The photo above was taken as Japanese diplomats left the League of Nations building in Geneva after Japan’s withdrawal in 1933. In December 1932, the League of Nations’ Assembly had adopted an unanimous report (42-1, with only Japan opposing) blaming Japan for the Invasion of Manchuria. Japan’s delegation, led by Yosuke Matsuok walked from the hall amidst mingled hisses and applause.
Six months later, after rounds of negotiations between the League and Japan had failed, Japan’s formal resignation from the League was filed. “We are not coming back,” Matsuoka said simply and prophetically as he left the hall. Before he left, he asked rhetorically, “Would the American people agree to such control of the Panama Canal Zone; would the British permit it over Egypt?”
Two nations (Costa Rica in 1925 and Brazil in 1926) had previously withdrew from the League but Japan’s departure was a major blow to the League as it was the first major power to do so. Moreover, Japan held suzerainty over South Sea Islands — a vast island Mandate in the Pacific containing the Marianas, Carolines, Marshall Islands and Palau. This was transferred to Japan from German control under the League’s auspices following Germany’s surrender in the First World War.
The League’s nominal guardianship of the South Sea Islands was tenuous even before Japan withdrew — as Tokyo repeatedly rejected requests for the League’s inspection rights to the islands, and began construction of airfields and military installations there — but now even this nominal rule is shown to be a facade. According to the League’s charter, it should have responded to Japan’s withdraw with economic sanctions and reclamation of the Mandate, but none was forthcoming.
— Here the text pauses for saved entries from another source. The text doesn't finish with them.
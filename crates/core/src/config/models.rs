//! Configuration models that aggregate all settings.
//!
//! This module provides the unified `AppConfig` structure that combines
//! global settings and prompt overrides into a single configuration object,
//! plus the resolved settings a view session runs with.

use ek_protocol::config_models::{GlobalConfig, TimingSettings};
use ek_protocol::process_models::StepName;
use ek_protocol::prompt_models::PromptTemplate;
use std::path::{Path, PathBuf};
use std::time::Duration;

/// Unified application configuration loaded from `.enrich-kit/` directory.
///
/// This structure aggregates all configuration sources:
/// - `config.toml`: Global settings
/// - `prompts/*.md`: Prompt overrides
///
/// # Example
///
/// ```rust,no_run
/// use ek_core::config::loader::load_config;
/// use std::path::Path;
///
/// # async fn example() -> Result<(), Box<dyn std::error::Error>> {
/// let config = load_config(Path::new(".")).await?;
/// println!("Loaded {} prompt overrides", config.prompts.len());
/// # Ok(())
/// # }
/// ```
#[derive(Debug, Clone, Default)]
pub struct AppConfig {
    /// Global settings from `config.toml`.
    pub global: GlobalConfig,

    /// All prompt overrides loaded from `prompts/*.md`.
    pub prompts: Vec<PromptTemplate>,
}

impl AppConfig {
    /// The prompt override configured for a step, if any.
    pub fn prompt_for(&self, step: StepName) -> Option<&str> {
        self.prompts
            .iter()
            .find(|prompt| prompt.step == step)
            .map(|prompt| prompt.body.as_str())
    }

    /// Directory holding the persisted view registries.
    pub fn storage_dir(&self, root: &Path) -> PathBuf {
        let dir = Path::new(&self.global.storage.dir);
        if dir.is_absolute() {
            dir.to_path_buf()
        } else {
            root.join(dir)
        }
    }

    /// Settings a view session runs with.
    pub fn session_settings(&self) -> SessionSettings {
        SessionSettings::from_timing(&self.global.timing).with_prompts(self.prompts.clone())
    }
}

/// Timers and prompt overrides used by a mounted view session.
#[derive(Debug, Clone)]
pub struct SessionSettings {
    /// Delay after progress reaches 100% before completion is forced.
    pub grace_period: Duration,

    /// Interval at which the peer view's registry is read.
    pub poll_interval: Duration,

    /// Interval of the per-process elapsed-time ticker.
    pub ticker_interval: Duration,

    /// Prompt overrides applied when a launch carries none.
    pub prompts: Vec<PromptTemplate>,
}

impl SessionSettings {
    pub fn from_timing(timing: &TimingSettings) -> Self {
        Self {
            grace_period: Duration::from_millis(timing.grace_period_ms),
            poll_interval: Duration::from_millis(timing.poll_interval_ms),
            ticker_interval: Duration::from_millis(timing.ticker_interval_ms),
            prompts: Vec::new(),
        }
    }

    pub fn with_prompts(mut self, prompts: Vec<PromptTemplate>) -> Self {
        self.prompts = prompts;
        self
    }

    pub fn prompt_for(&self, step: StepName) -> Option<&str> {
        self.prompts
            .iter()
            .find(|prompt| prompt.step == step)
            .map(|prompt| prompt.body.as_str())
    }
}

impl Default for SessionSettings {
    fn default() -> Self {
        Self::from_timing(&TimingSettings::default())
    }
}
The League was shown to be impotent against the Great Powers. In October 1933, Hitler took Germany out of the Geneva Disarmament Conference, and disregarding a mandatory requirement of two years’ notice, withdrew from the League. By 1935, when Italy withdrew over the Abyssinian crisis, the League’s ills had reached a terminal point. The world was poised once again on the brink of war.